Was mich gerade nervös macht: Das allgemeine Unwissen über die komplexen Abhängigkeiten in einer modernen Industriegesellschaft und die Anzahl von Substanzen und Teilen, die nur in einem / sehr wenigen Werken produziert werden & deren Wegfall katastrophale Auswirkungen hat. /1
— Frank Rieger (@frank_rieger) April 3, 2022
Dieser Thread von Frank Rieger spricht für sich selbst, allerdings auch von mir hier nochmal „for the record“, wie man im Angelsächsischen sagt: Ich hielte es für einen großen Fehler, sollte Deutschland ein Energiekauf-Embargo gegen Russland verhängen, zumindest, wenn es Gas beinhaltet. Ich gehe jetzt nicht näher auf die Diskussion unter Ökonomen ein, aber es scheint mir relativ logisch, dass es Wechselwirkungen in den Lieferketten gibt und Fabriken nicht einfach so aus- und eingeschaltet werden können. Und ob die vielbeschriebene Elastizität wirklich für spezielle chemische Prozesse gegeben ist, wäre angesichts der angespannten Rohstofflage erst noch zu beweisen.

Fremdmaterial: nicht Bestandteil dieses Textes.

//! Notebook inventory endpoints

use axum::{
    extract::{Path, Query, State},
    http::StatusCode,
    Json,
};

use crate::{
    error::AppResult,
    models::notebook::{CreateNotebook, Notebook, NotebookQuery, UpdateNotebookStatus},
};

use super::AuthenticatedUser;

/// List notebooks, optionally filtered by status
#[utoipa::path(
    get,
    path = "/notebooks",
    tag = "notebooks",
    security(("bearer_auth" = [])),
    params(NotebookQuery),
    responses(
        (status = 200, description = "Notebooks", body = Vec<Notebook>)
    )
)]
pub async fn list_notebooks(
    State(state): State<crate::AppState>,
    AuthenticatedUser(_claims): AuthenticatedUser,
    Query(query): Query<NotebookQuery>,
) -> AppResult<Json<Vec<Notebook>>> {
    let notebooks = state.services.notebooks.list(query.status).await?;
    Ok(Json(notebooks))
}

/// Get a notebook by id
#[utoipa::path(
    get,
    path = "/notebooks/{id}",
    tag = "notebooks",
    security(("bearer_auth" = [])),
    params(
        ("id" = i32, Path, description = "Notebook ID")
    ),
    responses(
        (status = 200, description = "Notebook", body = Notebook),
        (status = 404, description = "Notebook not found")
    )
)]
pub async fn get_notebook(
    State(state): State<crate::AppState>,
    AuthenticatedUser(_claims): AuthenticatedUser,
    Path(id): Path<i32>,
) -> AppResult<Json<Notebook>> {
    let notebook = state.services.notebooks.get(id).await?;
    Ok(Json(notebook))
}

/// Register a new notebook
#[utoipa::path(
    post,
    path = "/notebooks",
    tag = "notebooks",
    security(("bearer_auth" = [])),
    request_body = CreateNotebook,
    responses(
        (status = 201, description = "Notebook created", body = Notebook),
        (status = 400, description = "Invalid payload"),
        (status = 409, description = "Serial number already registered")
    )
)]
pub async fn create_notebook(
    State(state): State<crate::AppState>,
    AuthenticatedUser(claims): AuthenticatedUser,
    Json(request): Json<CreateNotebook>,
) -> AppResult<(StatusCode, Json<Notebook>)> {
    let notebook = state
        .services
        .notebooks
        .create(claims.user_id, request)
        .await?;
    Ok((StatusCode::CREATED, Json(notebook)))
}

/// Manually set a notebook's status (available ↔ maintenance)
#[utoipa::path(
    put,
    path = "/notebooks/{id}/status",
    tag = "notebooks",
    security(("bearer_auth" = [])),
    params(
        ("id" = i32, Path, description = "Notebook ID")
    ),
    request_body = UpdateNotebookStatus,
    responses(
        (status = 200, description = "Status updated", body = Notebook),
        (status = 400, description = "Transition not allowed"),
        (status = 404, description = "Notebook not found")
    )
)]
pub async fn update_notebook_status(
    State(state): State<crate::AppState>,
    AuthenticatedUser(claims): AuthenticatedUser,
    Path(id): Path<i32>,
    Json(request): Json<UpdateNotebookStatus>,
) -> AppResult<Json<Notebook>> {
    let notebook = state
        .services
        .notebooks
        .set_status(claims.user_id, id, request.status)
        .await?;
    Ok(Json(notebook))
}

Natürlich ist es verständlich, aber eben auch ein bisschen sehr einfach, aus dem politisch-publizistischen Raum hier „Haltung“ zu fordern, ohne auf die realwirtschaftlichen Implikationen in ihrer Komplexität einzugehen. Was richtig ist: Ohne die Devisenimporte fällt es der russischen Regierung deutlich schwerer, den Rubel zu stabilisieren. Was aber auch richtig ist: In den nächsten Monaten würde sich an der Kriegsbeschaffung wahrscheinlich insofern nichts ändern, also alle westlichen Ersatzteile etc. ohnehin schon von den Sanktionen betroffen sind. Und ich denke, dass eine Wirtschaftskrise in der EU mittelfristig eher zu einer Stärkung autoritärer Tendenzen beitragen würde, als zu einer Schwächung der Putin-Regierung.
Ich bin kein Experte, womöglich täusche ich mich auch. Aber ich würde ungern das Risiko eingehen, das Szenario testen zu müssen. Es scheint mir andere Wege wie z.B. Zölle zu geben, über die man eher nachdenken sollte.